Over the years, Lanier has won numerous multimillion-dollar settlements in dubious lawsuits against deep-pocket defendants, including a recent $4.7 billion verdict against Johnson & Johnson for allegedly having cancer-causing asbestos in its talcum powder. His latest get-richer-quick scheme consists of a series of qui tam lawsuits against major healthcare companies.

Other Texas law firms participating in the scheme include McKool Smith, Patton Tidwell, and Howry Breen. 

But the federal government has blown the whistle on the whistleblowers.

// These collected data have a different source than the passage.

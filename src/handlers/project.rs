use axum::{
    extract::{Path, State},
    Json,
};
use bson::oid::ObjectId;
use serde::{Deserialize, Serialize};
use utoipa::ToSchema;

use crate::error::{AppError, AppResult};
use crate::handlers::common::{require_field, MessageResponse};
use crate::middlewares::AuthUser;
use crate::models::user::PublicUserResponse;
use crate::models::{CreateProject, Project, ProjectDetail, ProjectWithOwner};
use crate::repositories::ProjectStore;
use crate::state::AppState;

// ============ Request/Response DTOs ============

#[derive(Debug, Deserialize, ToSchema)]
pub struct CreateProjectRequest {
    pub title: Option<String>,
    pub description: Option<String>,
    pub likes: Option<i64>,
    #[serde(rename = "codeURL")]
    pub code_url: Option<String>,
    #[serde(rename = "hostedURL")]
    pub hosted_url: Option<String>,
}

#[derive(Debug, Deserialize, ToSchema)]
pub struct UpdateProjectRequest {
    pub title: Option<String>,
    pub description: Option<String>,
    pub likes: Option<i64>,
    #[serde(rename = "codeURL")]
    pub code_url: Option<String>,
    #[serde(rename = "hostedURL")]
    pub hosted_url: Option<String>,
}

#[derive(Debug, Serialize, ToSchema)]
pub struct ProjectResponse {
    pub id: String,
    pub title: String,
    pub description: String,
    pub owner: String,
    #[serde(skip_serializing_if = "Option::is_none")]
    pub likes: Option<i64>,
    #[serde(rename = "codeURL", skip_serializing_if = "Option::is_none")]
    pub code_url: Option<String>,
    #[serde(rename = "hostedURL", skip_serializing_if = "Option::is_none")]
    pub hosted_url: Option<String>,
    #[serde(rename = "createdAt")]
    pub created_at: String,
    #[serde(rename = "updatedAt")]
    pub updated_at: String,
}

impl From<Project> for ProjectResponse {
    fn from(p: Project) -> Self {
        Self {
            id: p.id.to_hex(),
            title: p.title,
            description: p.description,
            owner: p.owner.to_hex(),
            likes: p.likes,
            code_url: p.code_url,
            hosted_url: p.hosted_url,
            created_at: p.created_at.try_to_rfc3339_string().unwrap_or_default(),
            updated_at: p.updated_at.try_to_rfc3339_string().unwrap_or_default(),
        }
    }
}

/// Listing element: project fields plus the joined owner
#[derive(Debug, Serialize, ToSchema)]
pub struct ProjectWithOwnerResponse {
    pub id: String,
    pub title: String,
    pub description: String,
    pub owner: String,
    #[serde(skip_serializing_if = "Option::is_none")]
    pub likes: Option<i64>,
    #[serde(rename = "codeURL", skip_serializing_if = "Option::is_none")]
    pub code_url: Option<String>,
    #[serde(rename = "hostedURL", skip_serializing_if = "Option::is_none")]
    pub hosted_url: Option<String>,
    #[serde(rename = "createdAt")]
    pub created_at: String,
    #[serde(rename = "updatedAt")]
    pub updated_at: String,
    #[serde(skip_serializing_if = "Option::is_none")]
    pub user: Option<PublicUserResponse>,
}

impl From<ProjectWithOwner> for ProjectWithOwnerResponse {
    fn from(p: ProjectWithOwner) -> Self {
        Self {
            id: p.id.to_hex(),
            title: p.title,
            description: p.description,
            owner: p.owner.to_hex(),
            likes: p.likes,
            code_url: p.code_url,
            hosted_url: p.hosted_url,
            created_at: p.created_at.try_to_rfc3339_string().unwrap_or_default(),
            updated_at: p.updated_at.try_to_rfc3339_string().unwrap_or_default(),
            user: p.user.map(Into::into),
        }
    }
}

/// Detail projection: fixed field set with the owner flattened in
#[derive(Debug, Serialize, ToSchema)]
pub struct ProjectDetailResponse {
    pub id: String,
    pub title: String,
    pub description: String,
    #[serde(rename = "createdByUser", skip_serializing_if = "Option::is_none")]
    pub created_by_user: Option<PublicUserResponse>,
    #[serde(skip_serializing_if = "Option::is_none")]
    pub likes: Option<i64>,
    #[serde(rename = "codeURL", skip_serializing_if = "Option::is_none")]
    pub code_url: Option<String>,
    #[serde(rename = "hostedURL", skip_serializing_if = "Option::is_none")]
    pub hosted_url: Option<String>,
}

impl From<ProjectDetail> for ProjectDetailResponse {
    fn from(p: ProjectDetail) -> Self {
        Self {
            id: p.id.to_hex(),
            title: p.title,
            description: p.description,
            created_by_user: p.created_by_user.map(Into::into),
            likes: p.likes,
            code_url: p.code_url,
            hosted_url: p.hosted_url,
        }
    }
}

/// `{ message, projects }` listing envelope
#[derive(Debug, Serialize, ToSchema)]
pub struct ProjectListEnvelope {
    pub message: String,
    pub projects: Vec<ProjectWithOwnerResponse>,
}

/// `{ message, project }` detail envelope
#[derive(Debug, Serialize, ToSchema)]
pub struct ProjectDetailEnvelope {
    pub message: String,
    pub project: ProjectDetailResponse,
}

/// `{ message, project }` envelope returned by create and update
#[derive(Debug, Serialize, ToSchema)]
pub struct ProjectEnvelope {
    pub message: String,
    pub project: ProjectResponse,
}

// ============ Handlers ============

/// List all projects with their owners
#[utoipa::path(
    get,
    path = "/api/projects",
    responses(
        (status = 200, description = "All projects with owner info", body = ProjectListEnvelope)
    ),
    tag = "Projects"
)]
pub async fn list_projects(State(state): State<AppState>) -> AppResult<Json<ProjectListEnvelope>> {
    let projects = state.store.list_projects_with_owner().await?;

    Ok(Json(ProjectListEnvelope {
        message: "Success".to_string(),
        projects: projects.into_iter().map(Into::into).collect(),
    }))
}

/// Get a single project by ID
#[utoipa::path(
    get,
    path = "/api/projects/{id}",
    params(
        ("id" = String, Path, description = "Project ID")
    ),
    responses(
        (status = 200, description = "Project details", body = ProjectDetailEnvelope),
        (status = 401, description = "Invalid project ID")
    ),
    tag = "Projects"
)]
pub async fn get_project(
    State(state): State<AppState>,
    Path(id): Path<String>,
) -> AppResult<Json<ProjectDetailEnvelope>> {
    let id = ObjectId::parse_str(&id)
        .map_err(|_| AppError::InvalidRequest("ID is invalid".to_string()))?;

    let project = state
        .store
        .project_detail(id)
        .await?
        .ok_or_else(|| AppError::InvalidRequest("ID is invalid".to_string()))?;

    Ok(Json(ProjectDetailEnvelope {
        message: "Success".to_string(),
        project: project.into(),
    }))
}

/// Create a new project owned by the caller
#[utoipa::path(
    post,
    path = "/api/projects",
    request_body = CreateProjectRequest,
    responses(
        (status = 200, description = "Project created successfully", body = ProjectEnvelope),
        (status = 401, description = "Missing required fields"),
        (status = 400, description = "Duplicate title for this owner")
    ),
    security(
        ("bearer_auth" = [])
    ),
    tag = "Projects"
)]
pub async fn create_project(
    user: AuthUser,
    State(state): State<AppState>,
    Json(payload): Json<CreateProjectRequest>,
) -> AppResult<Json<ProjectEnvelope>> {
    let title = require_field(payload.title, "Title and description are required")?;
    let description = require_field(payload.description, "Title and description are required")?;

    // Title must be unique among this owner's projects, like repository
    // names under a single account
    let existing = state
        .store
        .find_project_by_owner_and_title(user.id, &title)
        .await?;
    if existing.is_some() {
        return Err(AppError::Conflict("Title".to_string()));
    }

    let project = state
        .store
        .create_project(CreateProject {
            title,
            description,
            owner: user.id,
            likes: payload.likes,
            code_url: payload.code_url,
            hosted_url: payload.hosted_url,
        })
        .await?;

    Ok(Json(ProjectEnvelope {
        message: "Project created successfully".to_string(),
        project: project.into(),
    }))
}

/// Update an owned project's details
#[utoipa::path(
    put,
    path = "/api/projects/{id}",
    params(
        ("id" = String, Path, description = "Project ID")
    ),
    request_body = UpdateProjectRequest,
    responses(
        (status = 200, description = "Project updated successfully", body = ProjectEnvelope),
        (status = 400, description = "Unknown project or title change attempt"),
        (status = 401, description = "Caller does not own the project")
    ),
    security(
        ("bearer_auth" = [])
    ),
    tag = "Projects"
)]
pub async fn update_project(
    user: AuthUser,
    State(state): State<AppState>,
    Path(id): Path<String>,
    Json(payload): Json<UpdateProjectRequest>,
) -> AppResult<Json<ProjectEnvelope>> {
    // Malformed and unknown ids are answered alike
    let id = ObjectId::parse_str(&id)
        .map_err(|_| AppError::Validation("Project with this id does not exist".to_string()))?;

    let mut project = state
        .store
        .find_project_by_id(id)
        .await?
        .ok_or_else(|| AppError::Validation("Project with this id does not exist".to_string()))?;

    // A supplied blank title is ignored; a real value is rejected outright
    if payload.title.as_deref().is_some_and(|t| !t.trim().is_empty()) {
        return Err(AppError::Validation("Title cannot be changed".to_string()));
    }

    if project.owner != user.id {
        return Err(AppError::Unauthorized);
    }

    // Shallow overwrite of the supplied fields; anything absent is kept
    if let Some(description) = payload.description {
        project.description = description;
    }
    if let Some(likes) = payload.likes {
        project.likes = Some(likes);
    }
    if let Some(code_url) = payload.code_url {
        project.code_url = Some(code_url);
    }
    if let Some(hosted_url) = payload.hosted_url {
        project.hosted_url = Some(hosted_url);
    }
    project.updated_at = bson::DateTime::now();

    state.store.save_project(&project).await?;

    Ok(Json(ProjectEnvelope {
        message: "Project updated successfully".to_string(),
        project: project.into(),
    }))
}

/// Delete an owned project
#[utoipa::path(
    delete,
    path = "/api/projects/{id}",
    params(
        ("id" = String, Path, description = "Project ID")
    ),
    responses(
        (status = 200, description = "Project deleted successfully", body = MessageResponse),
        (status = 401, description = "Invalid project ID or caller does not own the project")
    ),
    security(
        ("bearer_auth" = [])
    ),
    tag = "Projects"
)]
pub async fn delete_project(
    user: AuthUser,
    State(state): State<AppState>,
    Path(id): Path<String>,
) -> AppResult<Json<MessageResponse>> {
    let id = ObjectId::parse_str(&id)
        .map_err(|_| AppError::InvalidRequest("Project id is invalid".to_string()))?;

    let project = state
        .store
        .find_project_by_id(id)
        .await?
        .ok_or_else(|| AppError::InvalidRequest("Project id is invalid".to_string()))?;

    if project.owner != user.id {
        return Err(AppError::Unauthorized);
    }

    state.store.delete_project(id).await?;

    Ok(Json(MessageResponse::new("Project deleted successfully")))
}
use argon2::{
    password_hash::{rand_core::OsRng, PasswordHash, PasswordHasher, PasswordVerifier, SaltString},
    Argon2,
};
use bson::oid::ObjectId;
use jsonwebtoken::{decode, encode, DecodingKey, EncodingKey, Header, Validation};
use serde::{Deserialize, Serialize};
use time::{Duration, OffsetDateTime};

use crate::config::Config;
use crate::error::{AppError, AppResult};

/// JWT Claims structure
#[derive(Debug, Serialize, Deserialize)]
pub struct Claims {
    pub sub: String, // user id in hex form
    pub username: String,
    pub email: String,
    pub exp: i64, // expiration timestamp
    pub iat: i64, // issued at timestamp
}

pub struct AuthService;

impl AuthService {
    /// Hash a password using Argon2
    pub fn hash_password(password: &str) -> AppResult<String> {
        let salt = SaltString::generate(&mut OsRng);
        let argon2 = Argon2::default();

        let hash = argon2
            .hash_password(password.as_bytes(), &salt)
            .map_err(|e| AppError::Internal(format!("Password hashing failed: {}", e)))?;

        Ok(hash.to_string())
    }

    /// Verify a password against a hash
    pub fn verify_password(password: &str, hash: &str) -> AppResult<bool> {
        let parsed_hash = PasswordHash::new(hash)
            .map_err(|e| AppError::Internal(format!("Invalid password hash: {}", e)))?;

        let result = Argon2::default()
            .verify_password(password.as_bytes(), &parsed_hash)
            .is_ok();

        Ok(result)
    }

    /// Generate a JWT token for a user
    pub fn generate_token(
        user_id: ObjectId,
        username: &str,
        email: &str,
        config: &Config,
    ) -> AppResult<String> {
        let now = OffsetDateTime::now_utc();
        let exp = now + Duration::hours(config.jwt_expiration_hours);

        let claims = Claims {
            sub: user_id.to_hex(),
            username: username.to_string(),
            email: email.to_string(),
            exp: exp.unix_timestamp(),
            iat: now.unix_timestamp(),
        };

        let token = encode(
            &Header::default(),
            &claims,
            &EncodingKey::from_secret(config.jwt_secret.as_bytes()),
        )
        .map_err(|e| AppError::Internal(format!("Token generation failed: {}", e)))?;

        Ok(token)
    }

    /// Verify and decode a JWT token
    pub fn verify_token(token: &str, config: &Config) -> AppResult<Claims> {
        let token_data = decode::<Claims>(
            token,
            &DecodingKey::from_secret(config.jwt_secret.as_bytes()),
            &Validation::default(),
        )?;

        Ok(token_data.claims)
    }
}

Having spent hundreds of hours investigating false allegations of  kickbacks, the U.S. Department of Justice is asking federal judges to dismiss the meritless lawsuits filed in their courts under the federal False Claims Act by Lanier and other attorneys on behalf of Health Choice Group  and various other shell companies.

“Having completed its investigation, and finding the allegations to lack sufficient merit to justify the cost of investigation and prosecution and otherwise be contrary to the public interest, the United States now seeks to dismiss these actions,” the DOJ motion states.

“By utilizing cloned complaints and information gleaned from its fictitious ‘research study,’ [the shell group] advances sweeping allegations of nationwide misconduct by thirty-eight different defendants – allegations that, for Medicare Part D alone, implicate more than 73 million prescriptions written by hundreds of thousands of different physicians for millions of different Medicare beneficiaries,” the motion said.

“In this case dismissal is appropriate because it is rationally related to the valid governmental purposes of preserving scarce government resources and protecting important policy prerogatives of the federal government’s healthcare programs,” the motion said.

DOJ attorneys have spent more than 1,500 hours investigating the complaints.

DOJ’s motion to dismiss should be granted, and Lanier, et al. should be investigated for possible  misuse of a good law, clogging our courts with frivolous litigation, wasting taxpayers’ money, and giving legitimate whistleblowers a bad name.